Funding cut in fight against child obesity

It is being reported today that services put in place to help tackle childhood obesity face cuts of more than £5 million this year - despite the previous government pledge to halve the problem by 2030. Analysis of local authority budgets, carried out by Labour, has shown that public health spending overall will be £96.3 million lower in 2018/19 than last year. £4.5 million less will be spent on the national child measurement programme, which records weight and height in the first and final years of primary school. Specific childhood obesity programmes will be cut by £750,000

Rob Percival, Food for Life Policy Officer, said:

“It’s utterly nonsensical that the Government is ploughing ahead with cuts to public health budgets, even as it sets the ambition of halving childhood obesity by 2030. We need investment in prevention at national and local levels, and we need action, not rhetoric, if this laudable ambition is to be achieved.

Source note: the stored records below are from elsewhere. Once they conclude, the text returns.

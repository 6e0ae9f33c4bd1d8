use std::collections::HashMap;

use async_trait::async_trait;
use eyre::Result;
use serviceplan_core::models::{
    assignment::Assignment,
    plan::{Plan, PositionChange, ServiceItemEntry},
    task::{EventDetails, Task},
};
use uuid::Uuid;

use crate::{DbPool, repositories};

/// Read and write access to plans, tasks and their assignments. Every
/// lookup that starts from a user supplied id is scoped to the caller's
/// organization.
#[async_trait]
pub trait PlanStore: Send + Sync {
    async fn get_task(&self, organization_id: Uuid, task_id: Uuid) -> Result<Option<Task>>;

    /// Assignments in creation order.
    async fn list_assignments(&self, task_id: Uuid) -> Result<Vec<Assignment>>;

    /// Resolves event ids to their details. Unknown ids are left out of
    /// the map.
    async fn get_events(
        &self,
        organization_id: Uuid,
        event_ids: &[String],
    ) -> Result<HashMap<String, EventDetails>>;

    async fn get_plan(&self, organization_id: Uuid, plan_id: Uuid) -> Result<Option<Plan>>;

    /// Service items ordered by sequence position.
    async fn list_service_items(&self, plan_id: Uuid) -> Result<Vec<ServiceItemEntry>>;

    /// Applies `changes` only if every item still sits at its `from`
    /// position. A stale change fails with `PlanError::Conflict` inside the
    /// returned report.
    async fn update_positions(&self, plan_id: Uuid, changes: &[PositionChange]) -> Result<()>;

    /// Fails with `PlanError::NotFound` inside the returned report when the
    /// item is already gone, and with `PlanError::Conflict` when the
    /// compaction no longer matches the stored positions.
    async fn delete_service_item(
        &self,
        plan_id: Uuid,
        item_id: Uuid,
        compaction: &[PositionChange],
    ) -> Result<()>;
}

#[derive(Clone)]
pub struct PgPlanStore {
    pool: DbPool,
}

impl PgPlanStore {
    pub fn new(pool: DbPool) -> Self {
        Self { pool }
    }
}

#[async_trait]
impl PlanStore for PgPlanStore {
    async fn get_task(&self, organization_id: Uuid, task_id: Uuid) -> Result<Option<Task>> {
        repositories::task::get_task(&self.pool, organization_id, task_id)
            .await?
            .map(Task::try_from)
            .transpose()
    }

    async fn list_assignments(&self, task_id: Uuid) -> Result<Vec<Assignment>> {
        let rows = repositories::task::list_assignments(&self.pool, task_id).await?;
        Ok(rows.into_iter().map(Assignment::from).collect())
    }

    async fn get_events(
        &self,
        organization_id: Uuid,
        event_ids: &[String],
    ) -> Result<HashMap<String, EventDetails>> {
        let plan_ids: Vec<Uuid> = event_ids
            .iter()
            .filter_map(|id| match Uuid::parse_str(id) {
                Ok(uuid) => Some(uuid),
                Err(_) => {
                    tracing::debug!("Event id {} is not a plan id, leaving unresolved", id);
                    None
                }
            })
            .collect();

        let plans = repositories::plan::get_plans_by_ids(&self.pool, organization_id, &plan_ids).await?;

        Ok(plans
            .into_iter()
            .map(EventDetails::from)
            .map(|details| (details.id.clone(), details))
            .collect())
    }

    async fn get_plan(&self, organization_id: Uuid, plan_id: Uuid) -> Result<Option<Plan>> {
        let plan = repositories::plan::get_plan(&self.pool, organization_id, plan_id).await?;
        Ok(plan.map(Plan::from))
    }

    async fn list_service_items(&self, plan_id: Uuid) -> Result<Vec<ServiceItemEntry>> {
        repositories::service_item::list_service_items(&self.pool, plan_id)
            .await?
            .into_iter()
            .map(ServiceItemEntry::try_from)
            .collect()
    }

    async fn update_positions(&self, plan_id: Uuid, changes: &[PositionChange]) -> Result<()> {
        repositories::service_item::update_positions(&self.pool, plan_id, changes).await
    }

    async fn delete_service_item(
        &self,
        plan_id: Uuid,
        item_id: Uuid,
        compaction: &[PositionChange],
    ) -> Result<()> {
        repositories::service_item::delete_service_item(&self.pool, plan_id, item_id, compaction)
            .await
    }
}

Repeated claims from the Government that the Obesity Plan is ‘world leading’ will prove to be entirely meaningless unless the Plan is adequately funded and actually implemented. Where is the Healthy Rating Scheme for primary schools that was promised in 2016? Why haven’t the School Food Standards been updated, as promised? The latest chapter of the Plan promises a new ‘trailblazer’ programme for local authorities, showcasing best practice in obesity prevention – we look forward to seeing this programme (if it’s ever established) but it will be of little value if public health teams are simultaneously starved of funding. By taking pounds from prevention budgets, the Government is simply piling pounds onto children’s waistlines.”